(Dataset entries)
--

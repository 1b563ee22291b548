use std::collections::HashMap;
use std::sync::Arc;

use chrono::{DateTime, Utc};
use tokio::sync::{watch, Mutex};

use crate::cache::LocalCache;
use crate::error::Result;
use crate::format::{placeholder_handle, placeholder_name, relative_age};
use crate::logging::SYNC;
use crate::services::Services;
use crate::sync::{distinct_author_ids, FetchedAuthors};
use crate::task_scope::TaskScope;
use socialhub_store::Table;
use socialhub_types::{Post, User};

pub const FEED_ERROR_FALLBACK: &str = "Couldn't refresh the feed.";

/// One row of the feed, ready to render
#[derive(Debug, Clone, PartialEq, Eq)]
pub struct FeedPost {
    pub id: i64,
    pub user_id: i64,
    pub author: String,
    pub handle: String,
    pub avatar_url: Option<String>,
    pub body: String,
    /// Relative age such as `5m`
    pub stamp: String,
    pub like_count: i32,
    pub dislike_count: i32,
    pub comment_count: i32,
    /// Written by the current user
    pub is_own: bool,
}

#[derive(Debug, Clone, Default, PartialEq, Eq)]
pub struct FeedUiState {
    pub posts: Vec<FeedPost>,
    pub is_loading: bool,
    pub error_message: Option<String>,
    pub current_user_id: Option<i64>,
}

#[derive(Debug, Clone, Default, PartialEq, Eq)]
struct SyncStatus {
    /// Refreshes in flight
    pending: usize,
    error_message: Option<String>,
}

impl SyncStatus {
    fn is_loading(&self) -> bool {
        self.pending > 0
    }
}

/// Home feed: cached posts joined with their authors, kept current while
/// refreshes run in the background.
pub struct FeedViewModel {
    services: Services,
    status: Arc<watch::Sender<SyncStatus>>,
    fetched_authors: Arc<Mutex<FetchedAuthors>>,
    state: watch::Receiver<FeedUiState>,
    scope: TaskScope,
}

impl FeedViewModel {
    /// Start composing the feed and run the first refresh.
    ///
    /// Must be called from within a tokio runtime.
    pub fn new(services: Services) -> Self {
        let status = Arc::new(watch::channel(SyncStatus::default()).0);
        let (state_tx, state) = watch::channel(FeedUiState {
            is_loading: true,
            current_user_id: services.current_user.current_user_id(),
            ..Default::default()
        });

        let view_model = Self {
            services,
            status,
            fetched_authors: Arc::new(Mutex::new(FetchedAuthors::new())),
            state,
            scope: TaskScope::new(),
        };
        // Refresh first so the composer never sees an idle status at startup
        view_model.refresh();
        view_model.scope.spawn(compose_feed(
            view_model.services.clone(),
            view_model.status.subscribe(),
            state_tx,
        ));
        view_model
    }

    pub fn state(&self) -> watch::Receiver<FeedUiState> {
        self.state.clone()
    }

    pub fn snapshot(&self) -> FeedUiState {
        self.state.borrow().clone()
    }

    /// Sync the latest posts, then fetch any authors not cached yet.
    ///
    /// Failures keep the cached feed and surface as `error_message`.
    pub fn refresh(&self) {
        // Mark loading before the task starts so callers never observe a gap
        self.status.send_modify(|status| {
            status.pending += 1;
            status.error_message = None;
        });
        self.scope.spawn(refresh_feed(
            self.services.clone(),
            self.status.clone(),
            self.fetched_authors.clone(),
        ));
    }
}

async fn refresh_feed(
    services: Services,
    status: Arc<watch::Sender<SyncStatus>>,
    fetched_authors: Arc<Mutex<FetchedAuthors>>,
) {
    let page_size = services.settings.feed.page_size;
    let error_message = match services.post_synchronizer().refresh_posts(page_size).await {
        Ok(posts) => {
            let author_ids = distinct_author_ids(&posts);
            let mut fetched = fetched_authors.lock().await;
            services
                .author_enricher()
                .fetch_missing(&author_ids, &mut fetched)
                .await;
            None
        }
        Err(e) => {
            log::warn!(target: SYNC, "Feed refresh failed: {}", e);
            Some(e.user_message(FEED_ERROR_FALLBACK))
        }
    };

    status.send_modify(|status| {
        status.pending = status.pending.saturating_sub(1);
        status.error_message = error_message;
    });
}

/// Rebuild the snapshot whenever posts, users, sync status or the current
/// user change.
async fn compose_feed(
    services: Services,
    mut status: watch::Receiver<SyncStatus>,
    state: watch::Sender<FeedUiState>,
) {
    let cache = services.cache.clone();
    let limit = services.settings.feed.display_limit;
    let mut posts_changed = cache.subscribe(Table::Posts);
    let mut users_changed = cache.subscribe(Table::Users);
    let mut session = services.current_user.subscribe();

    loop {
        // Mark every source seen before reading, so a write that lands
        // mid-query triggers another pass.
        posts_changed.borrow_and_update();
        users_changed.borrow_and_update();
        let sync_status = status.borrow_and_update().clone();
        let current_user_id = *session.borrow_and_update();

        match load_feed(&cache, limit).await {
            Ok((posts, users)) => {
                state.send_replace(build_feed_state(
                    posts,
                    &users,
                    &sync_status,
                    current_user_id,
                    Utc::now(),
                ));
            }
            Err(e) => {
                log::warn!(target: SYNC, "Failed to read feed from cache: {}", e);
                state.send_modify(|snapshot| {
                    snapshot.is_loading = sync_status.is_loading();
                    snapshot.error_message = sync_status.error_message.clone();
                    snapshot.current_user_id = current_user_id;
                });
            }
        }

        tokio::select! {
            changed = posts_changed.changed() => {
                if changed.is_err() {
                    break;
                }
            }
            changed = users_changed.changed() => {
                if changed.is_err() {
                    break;
                }
            }
            changed = status.changed() => {
                if changed.is_err() {
                    break;
                }
            }
            changed = session.changed() => {
                if changed.is_err() {
                    break;
                }
            }
        }
    }
}

async fn load_feed(cache: &LocalCache, limit: usize) -> Result<(Vec<Post>, Vec<User>)> {
    let posts = cache.timeline(limit).await?;
    let users = cache.users().await?;
    Ok((posts, users))
}

fn build_feed_state(
    posts: Vec<Post>,
    users: &[User],
    status: &SyncStatus,
    current_user_id: Option<i64>,
    now: DateTime<Utc>,
) -> FeedUiState {
    let authors: HashMap<i64, &User> = users.iter().map(|user| (user.id, user)).collect();

    let posts = posts
        .into_iter()
        .map(|post| {
            let author = authors.get(&post.user_id);
            FeedPost {
                id: post.id,
                user_id: post.user_id,
                author: author
                    .map(|user| user.name.clone())
                    .unwrap_or_else(|| placeholder_name(post.user_id)),
                handle: author
                    .map(|user| user.handle())
                    .unwrap_or_else(|| placeholder_handle(post.user_id)),
                avatar_url: author.and_then(|user| user.avatar_url.clone()),
                stamp: relative_age(post.created_at, now),
                body: post.content,
                like_count: post.like_count,
                dislike_count: post.dislike_count,
                comment_count: post.comment_count,
                is_own: current_user_id == Some(post.user_id),
            }
        })
        .collect();

    FeedUiState {
        posts,
        is_loading: status.is_loading(),
        error_message: status.error_message.clone(),
        current_user_id,
    }
}

#[cfg(test)]
mod tests {
    use super::*;
    use chrono::Duration;

    fn post(id: i64, user_id: i64, minutes_ago: i64, now: DateTime<Utc>) -> Post {
        Post {
            id,
            user_id,
            content: format!("post {}", id),
            created_at: now - Duration::minutes(minutes_ago),
            updated_at: None,
            like_count: 2,
            dislike_count: 1,
            comment_count: 0,
            is_draft: false,
        }
    }

    #[test]
    fn test_build_feed_state_joins_authors() {
        let now = Utc::now();
        let author = User {
            id: 9,
            username: "emilys".to_string(),
            name: "Emily Johnson".to_string(),
            email: None,
            avatar_url: Some("https://i.pravatar.cc/150?u=emilys".to_string()),
            bio: None,
            followers_count: 0,
            following_count: 0,
            posts_count: 0,
        };

        let state = build_feed_state(
            vec![post(1, 9, 5, now), post(2, 4, 90, now)],
            &[author],
            &SyncStatus::default(),
            Some(9),
            now,
        );

        let first = &state.posts[0];
        assert_eq!(first.author, "Emily Johnson");
        assert_eq!(first.handle, "@emilys");
        assert_eq!(first.stamp, "5m");
        assert!(first.is_own);

        let second = &state.posts[1];
        assert_eq!(second.author, "User 4");
        assert_eq!(second.handle, "@user4");
        assert_eq!(second.avatar_url, None);
        assert_eq!(second.stamp, "1h");
        assert!(!second.is_own);

        assert!(!state.is_loading);
        assert_eq!(state.current_user_id, Some(9));
    }

    #[test]
    fn test_status_flags_carry_into_snapshot() {
        let status = SyncStatus {
            pending: 1,
            error_message: Some("offline".to_string()),
        };
        let state = build_feed_state(Vec::new(), &[], &status, None, Utc::now());
        assert!(state.is_loading);
        assert_eq!(state.error_message.as_deref(), Some("offline"));
        assert!(state.posts.is_empty());
    }
}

--

To do:
Filter the entries down to the lines containing "before". Copy each of those lines.

Response to the task:
        // Mark loading before the task starts so callers never observe a gap
        // Mark every source seen before reading, so a write that lands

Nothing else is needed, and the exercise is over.